Collected data
=== Section Start ===
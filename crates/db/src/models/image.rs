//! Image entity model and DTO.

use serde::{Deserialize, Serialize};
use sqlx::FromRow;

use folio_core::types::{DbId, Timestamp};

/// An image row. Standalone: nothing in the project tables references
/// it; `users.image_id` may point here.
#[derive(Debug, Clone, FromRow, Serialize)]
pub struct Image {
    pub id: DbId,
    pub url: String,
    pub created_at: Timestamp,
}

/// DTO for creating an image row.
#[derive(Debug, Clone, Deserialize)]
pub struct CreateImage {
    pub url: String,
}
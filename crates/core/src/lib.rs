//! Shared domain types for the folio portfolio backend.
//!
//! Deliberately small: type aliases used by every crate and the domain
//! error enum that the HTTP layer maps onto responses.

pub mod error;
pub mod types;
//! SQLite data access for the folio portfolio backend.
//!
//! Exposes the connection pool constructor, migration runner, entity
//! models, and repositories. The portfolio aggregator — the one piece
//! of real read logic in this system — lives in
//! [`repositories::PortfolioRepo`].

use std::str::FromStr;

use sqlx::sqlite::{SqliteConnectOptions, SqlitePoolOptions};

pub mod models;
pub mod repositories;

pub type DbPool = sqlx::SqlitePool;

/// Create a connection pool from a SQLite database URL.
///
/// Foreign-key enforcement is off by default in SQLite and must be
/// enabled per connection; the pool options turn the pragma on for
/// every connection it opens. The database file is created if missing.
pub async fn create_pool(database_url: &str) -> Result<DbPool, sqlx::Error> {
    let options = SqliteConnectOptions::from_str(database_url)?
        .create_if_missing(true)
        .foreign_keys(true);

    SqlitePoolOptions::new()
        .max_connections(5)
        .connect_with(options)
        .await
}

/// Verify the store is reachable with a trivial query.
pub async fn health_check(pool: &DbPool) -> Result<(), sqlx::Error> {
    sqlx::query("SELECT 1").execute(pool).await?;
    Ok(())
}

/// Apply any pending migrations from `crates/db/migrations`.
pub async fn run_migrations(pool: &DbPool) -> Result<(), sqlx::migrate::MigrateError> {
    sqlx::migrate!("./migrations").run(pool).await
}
=== Section End ===
=== Section Start ===
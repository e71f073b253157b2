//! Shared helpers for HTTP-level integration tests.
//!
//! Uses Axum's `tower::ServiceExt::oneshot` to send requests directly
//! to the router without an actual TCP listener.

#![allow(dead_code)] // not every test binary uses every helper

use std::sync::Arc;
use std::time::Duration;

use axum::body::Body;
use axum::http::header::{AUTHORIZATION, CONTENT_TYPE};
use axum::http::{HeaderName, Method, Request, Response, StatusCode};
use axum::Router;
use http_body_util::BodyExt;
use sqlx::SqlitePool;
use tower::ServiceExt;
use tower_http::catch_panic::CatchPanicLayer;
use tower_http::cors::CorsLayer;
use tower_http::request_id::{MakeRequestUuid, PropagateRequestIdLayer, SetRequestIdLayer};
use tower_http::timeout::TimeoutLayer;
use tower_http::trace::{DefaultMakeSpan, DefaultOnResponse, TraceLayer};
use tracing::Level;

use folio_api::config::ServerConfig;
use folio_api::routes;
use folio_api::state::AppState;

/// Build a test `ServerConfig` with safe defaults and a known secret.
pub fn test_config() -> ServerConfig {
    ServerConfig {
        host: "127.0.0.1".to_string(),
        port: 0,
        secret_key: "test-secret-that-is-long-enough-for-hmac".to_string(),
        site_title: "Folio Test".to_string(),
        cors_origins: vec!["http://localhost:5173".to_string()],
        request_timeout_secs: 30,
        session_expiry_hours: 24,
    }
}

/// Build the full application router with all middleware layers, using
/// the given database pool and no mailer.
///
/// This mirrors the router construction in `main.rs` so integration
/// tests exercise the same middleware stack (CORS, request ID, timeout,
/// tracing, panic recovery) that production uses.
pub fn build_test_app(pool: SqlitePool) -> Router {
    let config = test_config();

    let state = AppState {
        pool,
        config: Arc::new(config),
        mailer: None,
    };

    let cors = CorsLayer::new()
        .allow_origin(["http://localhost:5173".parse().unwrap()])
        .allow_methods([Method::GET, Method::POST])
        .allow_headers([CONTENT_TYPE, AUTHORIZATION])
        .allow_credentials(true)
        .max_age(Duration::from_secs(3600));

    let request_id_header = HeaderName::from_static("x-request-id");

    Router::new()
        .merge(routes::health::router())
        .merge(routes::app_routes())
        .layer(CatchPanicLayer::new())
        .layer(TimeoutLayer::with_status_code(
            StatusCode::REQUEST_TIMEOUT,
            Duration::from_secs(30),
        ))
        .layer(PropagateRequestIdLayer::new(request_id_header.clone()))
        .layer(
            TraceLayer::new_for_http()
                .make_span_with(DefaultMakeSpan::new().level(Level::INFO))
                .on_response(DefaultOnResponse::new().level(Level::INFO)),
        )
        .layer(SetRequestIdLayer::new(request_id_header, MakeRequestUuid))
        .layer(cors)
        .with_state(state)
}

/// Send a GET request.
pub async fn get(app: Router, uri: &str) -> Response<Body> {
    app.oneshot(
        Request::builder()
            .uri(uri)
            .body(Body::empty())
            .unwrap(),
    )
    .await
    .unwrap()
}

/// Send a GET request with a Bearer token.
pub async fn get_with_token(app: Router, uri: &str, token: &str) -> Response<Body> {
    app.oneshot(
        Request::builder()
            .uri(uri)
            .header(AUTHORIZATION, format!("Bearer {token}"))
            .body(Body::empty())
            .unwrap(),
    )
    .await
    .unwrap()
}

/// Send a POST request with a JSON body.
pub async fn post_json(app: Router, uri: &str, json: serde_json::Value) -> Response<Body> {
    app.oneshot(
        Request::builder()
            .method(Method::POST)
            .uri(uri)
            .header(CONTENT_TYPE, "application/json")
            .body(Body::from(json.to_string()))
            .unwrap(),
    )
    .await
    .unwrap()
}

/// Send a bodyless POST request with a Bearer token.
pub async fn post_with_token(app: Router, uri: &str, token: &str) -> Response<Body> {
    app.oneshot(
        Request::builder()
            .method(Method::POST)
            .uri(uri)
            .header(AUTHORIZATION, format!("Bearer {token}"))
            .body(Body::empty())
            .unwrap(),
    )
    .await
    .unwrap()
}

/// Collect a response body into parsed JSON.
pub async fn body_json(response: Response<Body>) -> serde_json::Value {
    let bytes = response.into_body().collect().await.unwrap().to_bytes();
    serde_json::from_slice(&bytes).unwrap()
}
=== Section End ===
[BRIEF]: Out of the preceding entries, pull each line that contains the word "FromRow".

[ANSWER TO THE PROBLEM]:
use sqlx::FromRow;
#[derive(Debug, Clone, FromRow, Serialize)]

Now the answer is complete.